MA, Michigan State University, Education, 2013 BS, Colorado State University, Zoology, 2007
I started violin lessons at age 7, after 2 years of begging my mom! I can still remember that blustery Saturday morning in November when I had my first lesson, and since then, I have learned so much. I joined the studio orchestra after just a year of lessons, then began teacher training and luthier (violin repair) classes in high school. I took a break from teaching while getting my bachelor's degree, but continued while I got my master's. Now, over 20 years after that first lesson of mine, I teach my students out of my home, and enjoy playing with Tacoma Community College's Symphony Orchestra.
I started student teaching in high school, with no great desire to ever be a teacher, but my teachers said I was going to do the teacher training class, and like a good girl I did as I was told. I enjoyed learning, so learned how to teach for the sake of more learning. It wasn't until after I graduated college and found myself working part time retail, desperate for some means to make ends meet, that I remembered that I could teach. I started driving to my students' homes, and that was when I finally fell in love with teaching! That was in 2008, and since then, my teaching has grown and changed so very much, using different method books, teaching at 2 different studio locations, until finally settling in to teach out of my home and with my current method. I especially love teaching the brand new beginner, but I have also had students go on to win college scholarships, and even play beside me in the symphony orchestra!
I teach using a combination of the Pascale Method (a very good set of pre-written lessons for the very young student), I Can Read Music's rhythm exercises (goes along with the Suzuki books), Strings Fun and Easy, and Suzuki. In addition, I now start students in third position, which has proven to be so very beneficial to my students. During lessons, students should expect to receive a very firm foundation on which to lay their more advanced skills. I focus on posture, theory, and intonation, and once these basics are mastered, the sky's the limit! I've taught a variety of classical music, fiddle music, popular and Disney music, even rock and roll. The thing to remember is that every musical experience will teach a student something, so once we have the basics down, students really get to choose their music that they want to play. Other advanced techniques that we'll work on include shifting, double stops, vibrato, and more.
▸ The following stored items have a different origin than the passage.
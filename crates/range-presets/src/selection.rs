//! Date-range picker selection state.
//!
//! [`RangeSelection`] is the state a picker component owns: the committed
//! range, an optional comparison range, whether the popover is open, and
//! which preset (if any) the current range corresponds to. It changes only
//! through named transitions; the resolver is called as a pure helper.

use chrono::{DateTime, NaiveDate, TimeZone};
use tracing::debug;

use crate::catalog::PresetId;
use crate::interval::{end_of_day, start_of_day, DateInterval};
use crate::resolver::{match_preset_with_options, ResolveOptions};

/// What the picker hands to its owner when a changed selection is applied.
#[derive(Debug, Clone, PartialEq, Eq)]
pub struct RangeUpdate<Tz: TimeZone> {
    pub range: DateInterval<Tz>,
    pub compare: Option<DateInterval<Tz>>,
}

/// State captured on `open`, restored on `cancel`.
#[derive(Debug, Clone)]
struct Snapshot<Tz: TimeZone> {
    range: DateInterval<Tz>,
    compare: Option<DateInterval<Tz>>,
    preset: Option<PresetId>,
}

#[derive(Debug, Clone)]
pub struct RangeSelection<Tz: TimeZone> {
    range: DateInterval<Tz>,
    compare: Option<DateInterval<Tz>>,
    preset: Option<PresetId>,
    is_open: bool,
    snapshot: Option<Snapshot<Tz>>,
    options: ResolveOptions,
}

impl<Tz: TimeZone> RangeSelection<Tz> {
    /// Start from an arbitrary range, snapped to whole days; the matching
    /// preset is looked up.
    pub fn new(range: DateInterval<Tz>, now: &DateTime<Tz>) -> Self {
        Self::with_options(range, now, ResolveOptions::default())
    }

    pub fn with_options(
        range: DateInterval<Tz>,
        now: &DateTime<Tz>,
        options: ResolveOptions,
    ) -> Self {
        let range = range.normalized();
        let preset = match_preset_with_options(&range, now, &options);
        Self {
            range,
            compare: None,
            preset,
            is_open: false,
            snapshot: None,
            options,
        }
    }

    /// Start from a preset resolved against `now`.
    pub fn from_preset(id: PresetId, now: &DateTime<Tz>) -> Self {
        Self::new(id.resolve(now), now)
    }

    pub fn range(&self) -> &DateInterval<Tz> {
        &self.range
    }

    pub fn compare(&self) -> Option<&DateInterval<Tz>> {
        self.compare.as_ref()
    }

    pub fn preset(&self) -> Option<PresetId> {
        self.preset
    }

    pub fn is_open(&self) -> bool {
        self.is_open
    }

    pub fn options(&self) -> &ResolveOptions {
        &self.options
    }

    /// Open the picker, remembering the current selection for `cancel`.
    ///
    /// Opening an already open picker keeps the original snapshot.
    pub fn open(&mut self) {
        if self.is_open {
            return;
        }
        self.snapshot = Some(Snapshot {
            range: self.range.clone(),
            compare: self.compare.clone(),
            preset: self.preset,
        });
        self.is_open = true;
        debug!(preset = ?self.preset, "range picker opened");
    }

    /// Replace the range with a resolved preset.
    ///
    /// An enabled comparison range follows, shifted back one year.
    pub fn apply_preset(&mut self, id: PresetId, now: &DateTime<Tz>) {
        self.range = id.resolve_with_options(now, &self.options);
        if self.compare.is_some() {
            self.compare = Some(self.range.shift_years(-1));
        }
        self.rematch(now);
        debug!(preset = %id, matched = ?self.preset, "preset applied");
    }

    /// Calendar selection. `to` may be absent while the user is mid-selection.
    /// A reversed pair is swapped so `from` never follows `to`.
    pub fn select(&mut self, from: NaiveDate, to: Option<NaiveDate>, now: &DateTime<Tz>) {
        let tz = now.timezone();
        let (from, to) = match to {
            Some(to) if to < from => (to, Some(from)),
            _ => (from, to),
        };
        self.range = DateInterval::new(
            start_of_day(&tz, from),
            to.map(|day| end_of_day(&tz, day)),
        );
        self.rematch(now);
    }

    /// Edit the start date. `to` is pulled forward if it would end up
    /// before `from` or is absent.
    pub fn edit_from(&mut self, date: NaiveDate, now: &DateTime<Tz>) {
        let tz = now.timezone();
        let to = match &self.range.to {
            Some(to) if to.date_naive() >= date => to.clone(),
            _ => end_of_day(&tz, date),
        };
        self.range = DateInterval::new(start_of_day(&tz, date), Some(to));
        self.rematch(now);
    }

    /// Edit the end date. `from` is pulled back if it would end up after `to`.
    pub fn edit_to(&mut self, date: NaiveDate, now: &DateTime<Tz>) {
        let tz = now.timezone();
        let from = if date < self.range.from_date() {
            start_of_day(&tz, date)
        } else {
            self.range.from.clone()
        };
        self.range = DateInterval::new(from, Some(end_of_day(&tz, date)));
        self.rematch(now);
    }

    /// Toggle the comparison range. Enabling seeds it with the current range
    /// one year earlier.
    pub fn set_compare(&mut self, enabled: bool) {
        self.compare = enabled.then(|| self.range.shift_years(-1));
        debug!(enabled, "compare range toggled");
    }

    /// Discard edits made since `open` and close.
    pub fn cancel(&mut self) {
        if let Some(snapshot) = self.snapshot.take() {
            self.range = snapshot.range;
            self.compare = snapshot.compare;
            self.preset = snapshot.preset;
        }
        self.is_open = false;
        debug!("range picker cancelled");
    }

    /// Close the picker and commit the selection.
    ///
    /// Returns the update to publish, or `None` when nothing changed since
    /// `open`.
    pub fn apply(&mut self) -> Option<RangeUpdate<Tz>> {
        self.is_open = false;
        let changed = match self.snapshot.take() {
            Some(snapshot) => snapshot.range != self.range || snapshot.compare != self.compare,
            None => true,
        };
        debug!(changed, preset = ?self.preset, "range picker applied");
        changed.then(|| RangeUpdate {
            range: self.range.clone(),
            compare: self.compare.clone(),
        })
    }

    fn rematch(&mut self, now: &DateTime<Tz>) {
        self.preset = match_preset_with_options(&self.range, now, &self.options);
    }
}
//! `range-presets` - resolve and match preset date ranges from the shell.
//!
//! All output is JSON on stdout. Logs go to stderr, filtered by `RUST_LOG`.

use std::fmt::Display;

use anyhow::{Context, Result};
use chrono::{DateTime, Local, SecondsFormat, TimeZone, Utc};
use clap::{Args, Parser, Subcommand, ValueEnum};
use range_presets::{
    end_of_day, match_preset_with_options, parse_day, parse_instant, parse_timezone,
    resolve_preset_with_options, start_of_day, DateInterval, PresetId, ResolveOptions,
    WeekStartDay, CATALOG,
};
use serde::Serialize;
use tracing::debug;
use tracing_subscriber::EnvFilter;

#[derive(Parser, Debug)]
#[command(name = "range-presets")]
#[command(version, about = "Resolve and match preset date ranges", long_about = None)]
struct Cli {
    #[command(subcommand)]
    command: Command,
}

#[derive(Subcommand, Debug)]
enum Command {
    /// Print the preset catalog in search order
    List,

    /// Resolve a preset id to a concrete interval
    Resolve {
        /// Preset id (e.g. last7, thisWeek, lastMonth)
        id: String,

        #[command(flatten)]
        anchor: AnchorArgs,
    },

    /// Find the preset an interval corresponds to
    Match {
        /// Start day (YYYY-MM-DD or RFC 3339)
        #[arg(long)]
        from: String,

        /// End day (YYYY-MM-DD or RFC 3339); omit for an open interval
        #[arg(long)]
        to: Option<String>,

        #[command(flatten)]
        anchor: AnchorArgs,
    },
}

#[derive(Args, Debug)]
struct AnchorArgs {
    /// Reference instant (RFC 3339); defaults to the current time
    #[arg(long)]
    now: Option<String>,

    /// IANA time zone for calendar arithmetic; defaults to the host zone
    #[arg(long)]
    tz: Option<String>,

    /// First day of the week
    #[arg(long, value_enum, default_value_t = WeekStart::Sunday)]
    week_start: WeekStart,
}

#[derive(Clone, Copy, Debug, ValueEnum)]
enum WeekStart {
    Sunday,
    Monday,
}

impl AnchorArgs {
    fn options(&self) -> ResolveOptions {
        let week_start = match self.week_start {
            WeekStart::Sunday => WeekStartDay::Sunday,
            WeekStart::Monday => WeekStartDay::Monday,
        };
        ResolveOptions { week_start }
    }

    fn now_in<Z: TimeZone>(&self, tz: &Z) -> Result<DateTime<Z>> {
        match &self.now {
            Some(s) => Ok(parse_instant(s, tz)?),
            None => Ok(Utc::now().with_timezone(tz)),
        }
    }
}

#[derive(Serialize)]
struct ResolveOutput {
    preset: PresetId,
    label: &'static str,
    from: String,
    to: Option<String>,
}

#[derive(Serialize)]
struct MatchOutput {
    preset: Option<PresetId>,
    label: Option<&'static str>,
}

fn main() -> Result<()> {
    init_logging();
    let cli = Cli::parse();
    debug!(command = ?cli.command, "running");

    let tz_name = match &cli.command {
        Command::List => None,
        Command::Resolve { anchor, .. } | Command::Match { anchor, .. } => anchor.tz.as_deref(),
    };
    let output = match tz_name {
        Some(name) => execute(&cli.command, &parse_timezone(name)?)?,
        None => execute(&cli.command, &Local)?,
    };

    println!("{}", serde_json::to_string_pretty(&output)?);
    Ok(())
}

fn init_logging() {
    let filter = EnvFilter::try_from_default_env().unwrap_or_else(|_| EnvFilter::new("warn"));
    tracing_subscriber::fmt()
        .with_env_filter(filter)
        .with_writer(std::io::stderr)
        .init();
}

fn execute<Z>(command: &Command, tz: &Z) -> Result<serde_json::Value>
where
    Z: TimeZone,
    Z::Offset: Display,
{
    match command {
        Command::List => Ok(serde_json::to_value(CATALOG)?),
        Command::Resolve { id, anchor } => {
            let now = anchor.now_in(tz)?;
            let interval = resolve_preset_with_options(id, &now, &anchor.options())
                .with_context(|| format!("resolving preset '{id}'"))?;
            let preset: PresetId = id.parse()?;
            Ok(serde_json::to_value(ResolveOutput {
                preset,
                label: preset.label(),
                from: format_instant(&interval.from),
                to: interval.to.as_ref().map(format_instant),
            })?)
        }
        Command::Match { from, to, anchor } => {
            let now = anchor.now_in(tz)?;
            let from_day = parse_day(from, tz).context("parsing --from")?;
            let to_day = to
                .as_deref()
                .map(|s| parse_day(s, tz))
                .transpose()
                .context("parsing --to")?;
            let interval = DateInterval::new(
                start_of_day(tz, from_day),
                to_day.map(|day| end_of_day(tz, day)),
            );
            let preset = match_preset_with_options(&interval, &now, &anchor.options());
            Ok(serde_json::to_value(MatchOutput {
                preset,
                label: preset.map(PresetId::label),
            })?)
        }
    }
}

fn format_instant<Z>(dt: &DateTime<Z>) -> String
where
    Z: TimeZone,
    Z::Offset: Display,
{
    dt.to_rfc3339_opts(SecondsFormat::Millis, false)
}
//! Deterministic preset date-range resolution.
//!
//! Translates between a symbolic preset identifier (`"last7"`,
//! `"thisMonth"`, ...) and a concrete calendar interval. All functions take
//! an explicit `now` anchor and never read the system clock, except the
//! `*_now` conveniences that pass `chrono::Local::now()` through.
//!
//! Calendar arithmetic happens in the local calendar of `now`'s time zone.
//!
//! # Functions
//!
//! - [`resolve_preset`] - Preset id → interval anchored at `now`
//! - [`match_preset`] - Interval → the first catalog preset with the same dates

use chrono::{DateTime, Datelike, Local, NaiveDate, TimeZone, Weekday};
use serde::{Deserialize, Serialize};
use tracing::trace;

use crate::catalog::PresetId;
use crate::error::PresetError;
use crate::interval::{first_of_month, start_of_day, DateInterval};

// ── Configurable week start ─────────────────────────────────────────────────

/// Which day begins a week for `thisWeek` / `lastWeek`.
#[derive(Debug, Clone, Copy, PartialEq, Eq, Default, Serialize, Deserialize)]
#[serde(rename_all = "lowercase")]
pub enum WeekStartDay {
    /// US convention, matches JavaScript's `Date.getDay()` numbering.
    #[default]
    Sunday,
    /// ISO 8601.
    Monday,
}

/// Options for [`resolve_preset_with_options`] and [`match_preset_with_options`].
#[derive(Debug, Clone, Copy, Default, PartialEq, Eq, Serialize, Deserialize)]
pub struct ResolveOptions {
    /// Which day starts the week for week-based presets.
    #[serde(default)]
    pub week_start: WeekStartDay,
}

/// How many days `weekday` is from the week-start day.
fn days_from_week_start(weekday: Weekday, week_start: WeekStartDay) -> i64 {
    match week_start {
        WeekStartDay::Monday => weekday.num_days_from_monday() as i64,
        WeekStartDay::Sunday => weekday.num_days_from_sunday() as i64,
    }
}

// ── resolve_preset ──────────────────────────────────────────────────────────

/// Resolve a preset identifier to a concrete interval anchored at `now`.
///
/// Weeks start on Sunday. For a configurable week start, use
/// [`resolve_preset_with_options`].
///
/// # Arguments
///
/// * `preset_id` - One of the [`crate::CATALOG`] ids (e.g. `"last7"`)
/// * `now` - The reference instant; its time zone defines the local calendar
///
/// # Returns
///
/// A [`DateInterval`] with `from` at 00:00:00.000 and `to` at 23:59:59.999.
///
/// # Errors
///
/// Returns [`PresetError::UnknownPreset`] if `preset_id` is not in the
/// catalog. There is no fallback preset.
///
/// # Examples
///
/// ```
/// use chrono::{TimeZone, Utc};
/// use range_presets::resolve_preset;
///
/// // Wednesday, June 12 2024
/// let now = Utc.with_ymd_and_hms(2024, 6, 12, 15, 30, 0).unwrap();
/// let week = resolve_preset("thisWeek", &now).unwrap();
/// assert_eq!(week.from.to_rfc3339(), "2024-06-09T00:00:00+00:00");
/// ```
pub fn resolve_preset<Tz: TimeZone>(
    preset_id: &str,
    now: &DateTime<Tz>,
) -> Result<DateInterval<Tz>, PresetError> {
    resolve_preset_with_options(preset_id, now, &ResolveOptions::default())
}

/// Resolve a preset identifier with options.
///
/// # Errors
///
/// Returns [`PresetError::UnknownPreset`] if `preset_id` is not in the catalog.
pub fn resolve_preset_with_options<Tz: TimeZone>(
    preset_id: &str,
    now: &DateTime<Tz>,
    options: &ResolveOptions,
) -> Result<DateInterval<Tz>, PresetError> {
    let id: PresetId = preset_id.parse()?;
    Ok(id.resolve_with_options(now, options))
}

/// Resolve a preset identifier against the host clock and local time zone.
///
/// # Errors
///
/// Returns [`PresetError::UnknownPreset`] if `preset_id` is not in the catalog.
pub fn resolve_preset_now(preset_id: &str) -> Result<DateInterval<Local>, PresetError> {
    resolve_preset(preset_id, &Local::now())
}

impl PresetId {
    /// Resolve this preset against `now` with Sunday-start weeks.
    pub fn resolve<Tz: TimeZone>(self, now: &DateTime<Tz>) -> DateInterval<Tz> {
        self.resolve_with_options(now, &ResolveOptions::default())
    }

    /// Resolve this preset against `now`.
    pub fn resolve_with_options<Tz: TimeZone>(
        self,
        now: &DateTime<Tz>,
        options: &ResolveOptions,
    ) -> DateInterval<Tz> {
        let (from, to) = preset_dates(self, now.date_naive(), options.week_start);
        DateInterval::days(&now.timezone(), from, to)
    }
}

/// Inclusive calendar dates covered by `id` when today is `today`.
fn preset_dates(id: PresetId, today: NaiveDate, ws: WeekStartDay) -> (NaiveDate, NaiveDate) {
    let week_start = || days_before(today, days_from_week_start(today.weekday(), ws));

    match id {
        PresetId::Today => (today, today),
        PresetId::Yesterday => {
            let day = days_before(today, 1);
            (day, day)
        }
        PresetId::Last7 => (days_before(today, 6), today),
        PresetId::Last14 => (days_before(today, 13), today),
        PresetId::Last30 => (days_before(today, 29), today),
        PresetId::ThisWeek => (week_start(), today),
        PresetId::LastWeek => {
            let this_start = week_start();
            (days_before(this_start, 7), days_before(this_start, 1))
        }
        PresetId::ThisMonth => (first_of_month(today), today),
        PresetId::LastMonth => {
            let last_prev = days_before(first_of_month(today), 1);
            (first_of_month(last_prev), last_prev)
        }
    }
}

/// `day` minus `n` days, clamped to the earliest date chrono can represent.
fn days_before(day: NaiveDate, n: i64) -> NaiveDate {
    day.checked_sub_signed(chrono::Duration::days(n))
        .unwrap_or(NaiveDate::MIN)
}

// ── match_preset ────────────────────────────────────────────────────────────

/// Find the first catalog preset whose interval has the same calendar dates
/// as `interval`, with Sunday-start weeks.
///
/// Both sides are compared at date granularity: `from` dates and `to` dates
/// independently, time of day ignored. The catalog is searched in declared
/// order, so when two presets coincide (e.g. `today` and `thisWeek` on a
/// Sunday) the earlier one wins.
///
/// An interval without `to` only matches a preset whose `to`, truncated to
/// start of day, is the Unix epoch. In practice that never happens for a
/// present-day `now`, so open intervals match nothing.
///
/// # Examples
///
/// ```
/// use chrono::{TimeZone, Utc};
/// use range_presets::{match_preset, resolve_preset, PresetId};
///
/// let now = Utc.with_ymd_and_hms(2024, 6, 12, 15, 30, 0).unwrap();
/// let last7 = resolve_preset("last7", &now).unwrap();
/// assert_eq!(match_preset(&last7, &now), Some(PresetId::Last7));
/// ```
pub fn match_preset<Tz: TimeZone>(
    interval: &DateInterval<Tz>,
    now: &DateTime<Tz>,
) -> Option<PresetId> {
    match_preset_with_options(interval, now, &ResolveOptions::default())
}

/// Find the first catalog preset matching `interval`, with options.
pub fn match_preset_with_options<Tz: TimeZone>(
    interval: &DateInterval<Tz>,
    now: &DateTime<Tz>,
    options: &ResolveOptions,
) -> Option<PresetId> {
    let tz = now.timezone();
    let from_day = interval.from.with_timezone(&tz).date_naive();
    let to_day = interval
        .to
        .as_ref()
        .map(|to| to.with_timezone(&tz).date_naive());

    let matched = PresetId::all().find(|&id| {
        let (preset_from, preset_to) = preset_dates(id, now.date_naive(), options.week_start);
        if preset_from != from_day {
            return false;
        }
        match to_day {
            Some(day) => preset_to == day,
            None => start_of_day(&tz, preset_to).timestamp_millis() == 0,
        }
    });

    trace!(
        from = %from_day,
        to = ?to_day,
        preset = ?matched.map(PresetId::as_str),
        "matched interval against preset catalog"
    );
    matched
}

/// [`match_preset`] against the host clock.
pub fn match_preset_now(interval: &DateInterval<Local>) -> Option<PresetId> {
    match_preset(interval, &Local::now())
}

// ── Tests ───────────────────────────────────────────────────────────────────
I approach each student as an individual. Some students take things slow and steady, while others I can barely fit enough into their weekly lessons to keep them happy, and either way is just fine. My ultimate goal as a teacher is to make myself obsolete - I aim to teach my students how to learn, how to be critics of themselves for more effective practice time, and eventually, how to either need a teacher that can take them to more advanced levels, or to play without a teacher. I aim, also, to help my students open as many doors as possible, so in addition to reading music, I also teach improvisation and playing by ear.